Postby Axon » Mon Aug 05, 2019 4:32 pm

Semuanya tahu bahwa orang yang tidak menggunakan bahasa asing akan mengalami pengurangan tingkat.
Everyone knows that people who don't use their foreign languages will experience a decrease in level.

Ever since I left Hong Kong, almost a year ago, I have wanted to come back. So here I am, and it is as if a thirst has been slaked. I'm not disappointed, but no longer ravenous for these streets. Instead I'm simply glad I'm here.

Somehow my above statement in Indonesian is true for everything I speak except Cantonese. Pretty much the only thing I've done in Cantonese this last year is listen to a lot of Cantonese pop music and learn to sing a few songs. So maybe this is the longest bow-wave effect ever, because I can understand and speak it noticeably better with no effort. I'd like that effect with my other languages please!

Aside from my travel partner from the Laos portion of the trip, we've also picked up a friend of his who is a heritage speaker of Mandarin.
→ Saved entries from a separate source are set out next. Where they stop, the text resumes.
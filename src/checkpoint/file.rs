//! File-backed checkpoint store
//!
//! One JSON file per job under a directory. Writes go through a temp file in
//! the same directory followed by an atomic rename, under an exclusive
//! `fd-lock` on a sibling `.lock` file; reads take the shared lock.

use super::{last_updated_now, Checkpoint, CheckpointError, CheckpointStore};
use async_trait::async_trait;
use fd_lock::RwLock;
use serde_json::Value;
use std::fs::{File, OpenOptions};
use std::io::Write;
use std::path::{Path, PathBuf};
use tracing::{debug, info, warn};

/// Maximum accepted checkpoint file size (1 MB)
pub const MAX_CHECKPOINT_FILE_SIZE: u64 = 1024 * 1024;

/// Checkpoint store writing `<dir>/<job_id>.json`
#[derive(Debug, Clone)]
pub struct FileCheckpointStore {
    dir: PathBuf,
}

impl FileCheckpointStore {
    /// Create a store rooted at `dir`. The directory is created lazily.
    pub fn new(dir: impl Into<PathBuf>) -> Self {
        Self { dir: dir.into() }
    }

    /// Path of the checkpoint file for a job
    pub fn path_for(&self, job_id: &str) -> PathBuf {
        let safe: String = job_id
            .chars()
            .map(|c| if c.is_ascii_alphanumeric() || c == '-' || c == '_' { c } else { '_' })
            .collect();
        self.dir.join(format!("{safe}.json"))
    }

    fn open_lock_file(path: &Path) -> Result<File, CheckpointError> {
        if let Some(parent) = path.parent() {
            std::fs::create_dir_all(parent).map_err(|e| CheckpointError::IoError(e.to_string()))?;
        }
        OpenOptions::new()
            .create(true)
            .write(true)
            .truncate(false)
            .open(path.with_extension("lock"))
            .map_err(|e| CheckpointError::LockError(format!("Failed to open lock file: {e}")))
    }

    fn write_atomic(path: &Path, checkpoint: &Checkpoint) -> Result<(), CheckpointError> {
        let mut doc = checkpoint.to_document();
        doc.insert("last_updated".to_string(), Value::String(last_updated_now()));
        let json = serde_json::to_string_pretty(&doc)
            .map_err(|e| CheckpointError::SerializationError(e.to_string()))?;

        let mut lock = RwLock::new(Self::open_lock_file(path)?);
        let _guard = lock
            .write()
            .map_err(|e| CheckpointError::LockError(format!("Failed to acquire write lock: {e}")))?;

        let parent_dir = path.parent().unwrap_or_else(|| Path::new("."));
        let mut temp_file = tempfile::NamedTempFile::new_in(parent_dir)
            .map_err(|e| CheckpointError::IoError(format!("Failed to create temp file: {e}")))?;
        temp_file
            .write_all(json.as_bytes())
            .map_err(|e| CheckpointError::IoError(format!("Failed to write temp file: {e}")))?;
        temp_file
            .flush()
            .map_err(|e| CheckpointError::IoError(format!("Failed to flush temp file: {e}")))?;
        temp_file
            .as_file()
            .sync_all()
            .map_err(|e| CheckpointError::IoError(format!("Failed to sync temp file: {e}")))?;
        temp_file
            .persist(path)
            .map_err(|e| CheckpointError::IoError(format!("Failed to persist temp file: {e}")))?;

        // Make the rename itself durable
        if let Ok(dir) = File::open(parent_dir) {
            let _ = dir.sync_all();
        }
        Ok(())
    }

    fn read_locked(path: &Path, job_id: &str) -> Result<Checkpoint, CheckpointError> {
        let lock = RwLock::new(Self::open_lock_file(path)?);
        let _guard = lock
            .read()
            .map_err(|e| CheckpointError::LockError(format!("Failed to acquire read lock: {e}")))?;

        let metadata =
            std::fs::metadata(path).map_err(|e| CheckpointError::IoError(e.to_string()))?;
        if metadata.len() > MAX_CHECKPOINT_FILE_SIZE {
            return Err(CheckpointError::StateTooLarge {
                size: metadata.len(),
                max: MAX_CHECKPOINT_FILE_SIZE,
            });
        }

        let contents =
            std::fs::read_to_string(path).map_err(|e| CheckpointError::IoError(e.to_string()))?;
        match serde_json::from_str::<Value>(&contents) {
            Ok(Value::Object(doc)) => Ok(Checkpoint::from_document(job_id, &doc)),
            Ok(_) => Err(CheckpointError::DeserializationError(
                "checkpoint file is not a JSON object".to_string(),
            )),
            Err(e) => {
                warn!(error = %e, path = %path.display(), "Failed to parse checkpoint file");
                Err(CheckpointError::DeserializationError(e.to_string()))
            }
        }
    }
}

#[async_trait]
impl CheckpointStore for FileCheckpointStore {
    async fn get(&self, job_id: &str) -> Result<Option<Checkpoint>, CheckpointError> {
        let path = self.path_for(job_id);
        if !path.exists() {
            return Ok(None);
        }
        Self::read_locked(&path, job_id).map(Some)
    }

    async fn load(&self, job_id: &str) -> Result<Checkpoint, CheckpointError> {
        let path = self.path_for(job_id);
        match self.get(job_id).await? {
            Some(checkpoint) => {
                debug!(path = %path.display(), batch_no = checkpoint.batch_number, "Checkpoint loaded");
                Ok(checkpoint)
            }
            None => {
                debug!(path = %path.display(), "No checkpoint file, creating defaults");
                let checkpoint = Checkpoint::new(job_id);
                Self::write_atomic(&path, &checkpoint)?;
                Ok(checkpoint)
            }
        }
    }

    async fn save(&self, checkpoint: &Checkpoint) -> Result<(), CheckpointError> {
        let path = self.path_for(&checkpoint.job_id);
        Self::write_atomic(&path, checkpoint)?;
        debug!(path = %path.display(), batch_no = checkpoint.batch_number, "Checkpoint saved");
        Ok(())
    }

    async fn delete(&self, job_id: &str) -> Result<bool, CheckpointError> {
        let path = self.path_for(job_id);
        if !path.exists() {
            return Ok(false);
        }
        std::fs::remove_file(&path).map_err(|e| CheckpointError::IoError(e.to_string()))?;
        let _ = std::fs::remove_file(path.with_extension("lock"));
        info!(path = %path.display(), "Checkpoint file removed");
        Ok(true)
    }
}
Nothing to report here except that I used the word 味道 (flavor) to ask about face masks, and learned that the real word is 香料 (scent). In contrast to my Cantonese, I notice no improvement in my ability to read traditional characters, simply that I know more words and can make better guesses.

I finally, finally got to "use" Tamil. Hong Kong seems to be a great place to practice any language. The language of the owners at the first restaurant I went to was unmistakably Tamil, and so upon leaving I hit him with nandri (thank you). This very busy man stopped what he was doing, turned around in delight, and shook my hand because of a single word. (Hilariously, my friend was right next to me and was totally snubbed for a handshake of his own. I told him to learn more languages.)

I went to an Indonesian restaurant and spoke Indonesian there. Noticeably rustier than the last occasion I used Indonesian, back in January or February. Still not too bad yet but I would like to get more speaking opportunities. It being Sunday, the restaurant was absolutely packed and it was a good feeling to hear the language all around me.

The final report is that I was nodding off on the subway and heard Spanish spoken in a very familiar accent. I offered my seat and asked where they were from in Spanish, and it was of course Mexico as I had surmised. Actually, in Laos I had shared a minibus with four girls from Spain, but they were speaking something not quite Castillian and wrapped up in their own conversation so I never got to ask. That encounter made met think of nooj and that he would have been able to instantly identify and respond in that language. I, in contrast, realized with horror as I was speaking on the subway in Hong Kong that I was terrible at Spanish. Obviously, reading my book aloud is not the same as having a real conversation, and I have resolved to do more Spanish speaking in the future as well.